Jimmy Johnson, 1996-1999, record von 36-28-0

Der Baumeister der erfolgreichsten Zeit von „Americas team“, den Dallas Cowboys, wechselte mit zwei SB-Ringen im Gepäck nach zwei Jahren der Ruhezeit 1996 zu den Miami Dolphins und sollte sowohl an die erfolgreiche Zeit Shulas als auch die eigenen Meriten anschließen. Aber wie auch in den heutigen Zeiten stellte sich der Erfolg nicht mehr so richtig ein. Man erreichte zwar die Playoffs und gewann drei Mal die Wild Card games. Zu mehr als zehn Siegen, einem Playoff-run oder einem Divisions-Titel reichte es aber nicht; Johnson verließ die Dolphins und wendete sich seinem TV-Engagement zu.

Dave Wannstedt, 2000-2004, 45-35-0

Wannstedt, der unter Johnson 1999 noch Assistant HC gewesen war, brachte es immerhin fertig, vier positive Saisons zu coachen und für den letzten Playoff-Sieg der Fins verantwortlich zu sein (am 30.12.2000 ein Heimsieg im Wild Card game gegen die Colts). Als er im darauffolgenden Jahr aber keinen Erfolg mehr verzeichnen konnte, trat auch er zurück.

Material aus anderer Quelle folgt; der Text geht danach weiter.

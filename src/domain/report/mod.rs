//! Accuracy report over a results file

use serde::Serialize;

use crate::domain::classification::{ClassificationRecord, Label};

/// Confusion matrix with malicious as the positive class
#[derive(Debug, Clone, Copy, Default, PartialEq, Eq, Serialize)]
pub struct ConfusionMatrix {
    pub true_positives: usize,
    pub false_positives: usize,
    pub true_negatives: usize,
    pub false_negatives: usize,
}

impl ConfusionMatrix {
    pub fn total(&self) -> usize {
        self.true_positives + self.false_positives + self.true_negatives + self.false_negatives
    }
}

/// Summary metrics for one run
#[derive(Debug, Clone, PartialEq, Serialize)]
pub struct AccuracyReport {
    pub records: usize,
    /// Rows with an empty prediction; excluded from the matrix
    pub unparsed: usize,
    pub matrix: ConfusionMatrix,
    pub accuracy: f64,
    pub precision: f64,
    pub recall: f64,
    pub f1: f64,
}

impl AccuracyReport {
    pub fn from_records(records: &[ClassificationRecord]) -> Self {
        let mut matrix = ConfusionMatrix::default();
        let mut unparsed = 0;

        for record in records {
            match (record.label, record.prediction) {
                (_, None) => unparsed += 1,
                (Label::Malicious, Some(true)) => matrix.true_positives += 1,
                (Label::Malicious, Some(false)) => matrix.false_negatives += 1,
                (Label::Benign, Some(true)) => matrix.false_positives += 1,
                (Label::Benign, Some(false)) => matrix.true_negatives += 1,
            }
        }

        let accuracy = ratio(matrix.true_positives + matrix.true_negatives, matrix.total());
        let precision = ratio(
            matrix.true_positives,
            matrix.true_positives + matrix.false_positives,
        );
        let recall = ratio(
            matrix.true_positives,
            matrix.true_positives + matrix.false_negatives,
        );
        let f1 = if precision + recall > 0.0 {
            2.0 * precision * recall / (precision + recall)
        } else {
            0.0
        };

        Self {
            records: records.len(),
            unparsed,
            matrix,
            accuracy,
            precision,
            recall,
            f1,
        }
    }
}

fn ratio(numerator: usize, denominator: usize) -> f64 {
    if denominator == 0 {
        0.0
    } else {
        numerator as f64 / denominator as f64
    }
}

#[cfg(test)]
mod tests {
    use super::*;

    fn record(label: Label, prediction: Option<bool>) -> ClassificationRecord {
        ClassificationRecord {
            package_name: "p".to_string(),
            label,
            prediction,
            explanation: String::new(),
        }
    }

    #[test]
    fn test_counts_and_ratios() {
        let records = vec![
            record(Label::Malicious, Some(true)),
            record(Label::Malicious, Some(true)),
            record(Label::Malicious, Some(false)),
            record(Label::Benign, Some(false)),
            record(Label::Benign, Some(true)),
            record(Label::Benign, None),
        ];

        let report = AccuracyReport::from_records(&records);

        assert_eq!(report.records, 6);
        assert_eq!(report.unparsed, 1);
        assert_eq!(report.matrix.true_positives, 2);
        assert_eq!(report.matrix.false_negatives, 1);
        assert_eq!(report.matrix.true_negatives, 1);
        assert_eq!(report.matrix.false_positives, 1);
        assert!((report.accuracy - 0.6).abs() < 1e-9);
        assert!((report.precision - 2.0 / 3.0).abs() < 1e-9);
        assert!((report.recall - 2.0 / 3.0).abs() < 1e-9);
        assert!((report.f1 - 2.0 / 3.0).abs() < 1e-9);
    }

    #[test]
    fn test_empty_report() {
        let report = AccuracyReport::from_records(&[]);
        assert_eq!(report.matrix.total(), 0);
        assert_eq!(report.accuracy, 0.0);
        assert_eq!(report.f1, 0.0);
    }
}
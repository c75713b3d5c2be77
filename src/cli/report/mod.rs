//! Report command - accuracy metrics of a results file

use std::path::PathBuf;

use clap::Args;
use tracing::info;

use crate::domain::report::AccuracyReport;
use crate::domain::results::ResultsRepository;
use crate::infrastructure::results::CsvResultsRepository;

/// Arguments for the report command
#[derive(Args, Clone, Debug)]
pub struct ReportArgs {
    /// Results file written by a classification run
    #[arg(long)]
    pub result_file: PathBuf,
}

/// Print the accuracy report as JSON
pub async fn run(args: ReportArgs) -> anyhow::Result<()> {
    super::bootstrap()?;

    let report = build_report(&args.result_file).await?;

    info!(
        records = report.records,
        unparsed = report.unparsed,
        accuracy = report.accuracy,
        precision = report.precision,
        recall = report.recall,
        f1 = report.f1,
        "Accuracy report"
    );
    println!("{}", serde_json::to_string_pretty(&report)?);

    Ok(())
}

async fn build_report(result_file: &std::path::Path) -> anyhow::Result<AccuracyReport> {
    if !tokio::fs::try_exists(result_file).await? {
        anyhow::bail!("Results file not found: {}", result_file.display());
    }

    let records = CsvResultsRepository::new(result_file).load_all().await?;
    Ok(AccuracyReport::from_records(&records))
}

#[cfg(test)]
mod tests {
    use super::*;
    use tempfile::TempDir;

    #[tokio::test]
    async fn test_report_from_results_file() {
        let dir = TempDir::new().unwrap();
        let path = dir.path().join("results.csv");
        std::fs::write(
            &path,
            "package_name,label,llm_prediction,explanation\na,1,True,x\nb,0,False,y\nc,0,True,z\nd,1,,raw\n",
        )
        .unwrap();

        let report = build_report(&path).await.unwrap();

        assert_eq!(report.records, 4);
        assert_eq!(report.unparsed, 1);
        assert_eq!(report.matrix.true_positives, 1);
        assert_eq!(report.matrix.false_positives, 1);
        assert_eq!(report.matrix.true_negatives, 1);
    }

    #[tokio::test]
    async fn test_missing_file_is_error() {
        let dir = TempDir::new().unwrap();
        assert!(build_report(&dir.path().join("none.csv")).await.is_err());
    }
}
//! Package classification domain

mod classifier;
mod entity;
mod parser;
pub mod prompt;

pub use classifier::PackageClassifier;
pub use entity::{ClassificationRecord, Label, PackageRecord, Verdict};
pub use parser::{
    extract_json, parse_verdict, truncate_sentences, ParseMode, MAX_EXPLANATION_SENTENCES,
};

pub use prompt::PromptVariant;

#[cfg(test)]
pub use classifier::mock::MockPackageClassifier;
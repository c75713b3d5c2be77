//! Embedding provider trait definition

use async_trait::async_trait;
use std::fmt::Debug;

use crate::domain::DomainError;

/// Trait for embedding providers used to vectorise similarity-search queries
#[async_trait]
pub trait EmbeddingProvider: Send + Sync + Debug {
    /// Embed each input, returning one vector per input in input order
    async fn embed(&self, model: &str, inputs: Vec<String>) -> Result<Vec<Vec<f32>>, DomainError>;

    /// Get the provider name
    fn provider_name(&self) -> &'static str;

    /// Get the default model for this provider
    fn default_model(&self) -> &'static str;
}
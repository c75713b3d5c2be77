//! LLM provider domain models and traits

mod message;
mod provider;
mod request;
mod response;
mod structured;

pub use message::{Message, MessageRole};
pub use provider::LlmProvider;
pub use request::{LlmJsonSchema, LlmRequest, LlmRequestBuilder, LlmResponseFormat};
pub use response::{FinishReason, LlmResponse, Usage};
pub use structured::{flatten_schema, StructuredOutputStyle};

#[cfg(test)]
pub use provider::mock::MockLlmProvider;
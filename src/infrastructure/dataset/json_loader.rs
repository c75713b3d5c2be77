//! JSON test-set loader
//!
//! Two files, one per label, each a JSON array of
//! `{"package_name", "setup.py", "file_list"}` objects.

use std::path::{Path, PathBuf};

use async_trait::async_trait;
use rand::rngs::StdRng;
use rand::seq::SliceRandom;
use rand::SeedableRng;
use serde::Deserialize;
use tracing::info;

use crate::domain::classification::{Label, PackageRecord};
use crate::domain::dataset::{DatasetSource, SnippetPolicy};
use crate::domain::DomainError;

#[derive(Debug, Deserialize)]
struct RawPackage {
    package_name: String,
    #[serde(rename = "setup.py", default)]
    setup_py: Option<String>,
    #[serde(default)]
    file_list: Vec<String>,
}

/// Loads, labels, concatenates and shuffles the malicious and benign sets
#[derive(Debug, Clone)]
pub struct JsonDatasetLoader {
    malicious_path: PathBuf,
    benign_path: PathBuf,
    policy: SnippetPolicy,
    shuffle: bool,
    seed: Option<u64>,
}

impl JsonDatasetLoader {
    pub fn new(malicious_path: impl Into<PathBuf>, benign_path: impl Into<PathBuf>) -> Self {
        Self {
            malicious_path: malicious_path.into(),
            benign_path: benign_path.into(),
            policy: SnippetPolicy::default(),
            shuffle: true,
            seed: None,
        }
    }

    pub fn with_policy(mut self, policy: SnippetPolicy) -> Self {
        self.policy = policy;
        self
    }

    /// Fixed shuffle order across runs
    pub fn with_seed(mut self, seed: Option<u64>) -> Self {
        self.seed = seed;
        self
    }

    pub fn with_shuffle(mut self, shuffle: bool) -> Self {
        self.shuffle = shuffle;
        self
    }

    async fn read_file(&self, path: &Path, label: Label) -> Result<Vec<PackageRecord>, DomainError> {
        let content = tokio::fs::read_to_string(path).await.map_err(|e| {
            DomainError::dataset(format!("Failed to read {}: {}", path.display(), e))
        })?;

        let raw: Vec<RawPackage> = serde_json::from_str(&content).map_err(|e| {
            DomainError::dataset(format!("Failed to parse {}: {}", path.display(), e))
        })?;

        Ok(raw
            .into_iter()
            .map(|p| PackageRecord {
                package_name: p.package_name,
                code_snippet: p.setup_py.map(|s| self.policy.apply(&s)),
                file_list: p.file_list,
                label,
            })
            .collect())
    }
}

#[async_trait]
impl DatasetSource for JsonDatasetLoader {
    async fn load(&self) -> Result<Vec<PackageRecord>, DomainError> {
        let mut records = self.read_file(&self.malicious_path, Label::Malicious).await?;
        records.extend(self.read_file(&self.benign_path, Label::Benign).await?);

        if self.shuffle {
            match self.seed {
                Some(seed) => records.shuffle(&mut StdRng::seed_from_u64(seed)),
                None => records.shuffle(&mut rand::thread_rng()),
            }
        }

        info!(packages = records.len(), "Test dataset loaded");
        Ok(records)
    }
}
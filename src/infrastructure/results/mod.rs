//! Results repository implementations

mod csv_repository;

pub use csv_repository::{CsvResultsRepository, RESULTS_HEADER};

Der Playoff-drought und die Zeit bis heute zusammengefasst

In den dann folgenden 20 Jahren dauerte keines der Engaments der Coaches mehr als vier Jahre. Insgesamt acht Headcoaches versuchten allesamt, mehr oder weniger erfolgreich den Miami Dolphins die alten Erfolge zurückzubringen. Ob es sich um

  • Nick Saban (2005-2006)
  • Cam Cameron (2007)
  • Tony Sparano (2008-2011)
  • Joe Philbin (2012-2015)
  • Adam Gase (2016-2018)
  • Brian Flores (2019-2021) oder
  • seit 2022 Mike McDaniel

gehandelt hat – nachhaltiger Erfolg in den Playoffs stellten sich eigentlich nie nachhaltig ein. Nun liegt es am neuen GM Jon-Eric-Sullivan, ein besseres Händchen bei der Coaching-Verpflichtung zu haben als seine Vorgänger und den Erfolg der frühen Jahre nach Miami zurückzubringen. Chris Grier (GM von 2016 an) hat drei Head Coaches und drei Versuche lang mit Gase, Flores und McDaniel versucht, das zu schaffen – und ist gescheitert. Die Liste der General Manager der Dolphins zwischen Eddie Jones (2004) und Grier ist mit Rick Spielman, Randy Mueller, Jeff Ireland und Dennis Hickey (vier in zehn Jahren) ja nicht weniger lang.